Stored items
================

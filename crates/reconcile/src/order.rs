//! Execution ordering for hierarchical containers.
//!
//! Plan display order is not a valid execution order: a child create must
//! follow its parent's create, and deletes must remove leaves before their
//! ancestors.

use crate::error::{Error, Result};
use crate::snapshot::Snapshot;
use crate::types::{Kind, Operation, Payload};
use std::cmp::Reverse;
use std::collections::{BTreeMap, BTreeSet, HashMap, HashSet};

fn create_parent(op: &Operation) -> Option<&str> {
    match &op.payload {
        Some(Payload::Container(p)) => p.parent.as_deref().filter(|name| !name.is_empty()),
        _ => None,
    }
}

/// Order container creates so parents precede their children.
///
/// Only parents that are themselves part of the batch create a dependency.
/// Among ready creates, the smallest name goes first. A batch that cannot
/// be fully ordered contains a cycle and fails.
pub fn order_container_creates(ops: Vec<Operation>) -> Result<Vec<Operation>> {
    if ops.len() < 2 {
        return Ok(ops);
    }

    let positions: HashMap<&str, usize> = ops
        .iter()
        .enumerate()
        .map(|(pos, op)| (op.name.as_str(), pos))
        .collect();

    let mut indegree = vec![0usize; ops.len()];
    let mut children: HashMap<usize, Vec<usize>> = HashMap::new();
    for (pos, op) in ops.iter().enumerate() {
        if let Some(&parent) = create_parent(op).and_then(|name| positions.get(name)) {
            indegree[pos] += 1;
            children.entry(parent).or_default().push(pos);
        }
    }

    let mut ready: BTreeSet<(&str, usize)> = ops
        .iter()
        .enumerate()
        .filter(|(pos, _)| indegree[*pos] == 0)
        .map(|(pos, op)| (op.name.as_str(), pos))
        .collect();

    let mut sequence = Vec::with_capacity(ops.len());
    while let Some(next) = ready.pop_first() {
        let (_, pos) = next;
        sequence.push(pos);
        for &child in children.get(&pos).map(Vec::as_slice).unwrap_or_default() {
            indegree[child] -= 1;
            if indegree[child] == 0 {
                ready.insert((ops[child].name.as_str(), child));
            }
        }
    }

    if sequence.len() < ops.len() {
        let stuck: BTreeMap<String, String> = ops
            .iter()
            .enumerate()
            .filter(|(pos, _)| indegree[*pos] > 0)
            .filter_map(|(_, op)| {
                create_parent(op).map(|parent| (op.name.clone(), parent.to_string()))
            })
            .collect();
        let names = find_parent_cycle(&stuck).unwrap_or_else(|| stuck.into_keys().collect());
        return Err(Error::CreateCycle {
            kind: Kind::Container,
            names,
        });
    }

    let mut slots: Vec<Option<Operation>> = ops.into_iter().map(Some).collect();
    Ok(sequence
        .into_iter()
        .filter_map(|pos| slots[pos].take())
        .collect())
}

/// Depth of a remote container: number of ancestors reachable through the
/// snapshot. Stops when a node repeats.
fn remote_depth(snapshot: &Snapshot, id: &str) -> usize {
    let mut visited: HashSet<&str> = HashSet::new();
    let mut depth = 0;
    let mut current = snapshot.container_by_id(id);
    while let Some(container) = current {
        if !visited.insert(container.id.as_str()) {
            break;
        }
        match container.parent_id.as_deref().filter(|p| !p.is_empty()) {
            Some(parent) => {
                depth += 1;
                current = snapshot.container_by_id(parent);
            }
            None => break,
        }
    }
    depth
}

/// Order container deletes deepest first, ties by name
pub fn order_container_deletes(mut ops: Vec<Operation>, snapshot: &Snapshot) -> Vec<Operation> {
    ops.sort_by_cached_key(|op| {
        let depth = op
            .id
            .as_deref()
            .map_or(0, |id| remote_depth(snapshot, id));
        (Reverse(depth), op.name.clone())
    });
    ops
}

#[derive(Clone, Copy, PartialEq, Eq)]
enum Mark {
    Visiting,
    Visited,
}

/// Find a cycle in a child to parent map.
///
/// Walks each chain with unvisited/visiting/visited marks. Returns the
/// names along the first cycle found, starting and ending at the same
/// node, or `None` when every chain terminates. Parents missing from the
/// map end a chain.
pub fn find_parent_cycle(parents: &BTreeMap<String, String>) -> Option<Vec<String>> {
    let mut marks: HashMap<&str, Mark> = HashMap::new();

    for start in parents.keys() {
        if marks.contains_key(start.as_str()) {
            continue;
        }

        let mut path: Vec<&str> = Vec::new();
        let mut current = Some(start.as_str());
        while let Some(node) = current {
            match marks.get(node) {
                Some(Mark::Visited) => break,
                Some(Mark::Visiting) => {
                    let from = path.iter().position(|n| *n == node).unwrap_or(0);
                    let mut cycle: Vec<String> =
                        path[from..].iter().map(|n| (*n).to_string()).collect();
                    cycle.push(node.to_string());
                    return Some(cycle);
                }
                None => {}
            }
            marks.insert(node, Mark::Visiting);
            path.push(node);
            current = parents
                .get_key_value(node)
                .map(|(_, parent)| parent.as_str());
        }

        for node in path {
            marks.insert(node, Mark::Visited);
        }
    }
    None
}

================

Exercise requirements » Throughout the data above, copy all lines where the word "BTreeSet" is found.

Reply »
use std::collections::{BTreeMap, BTreeSet, HashMap, HashSet};
    let mut ready: BTreeSet<(&str, usize)> = ops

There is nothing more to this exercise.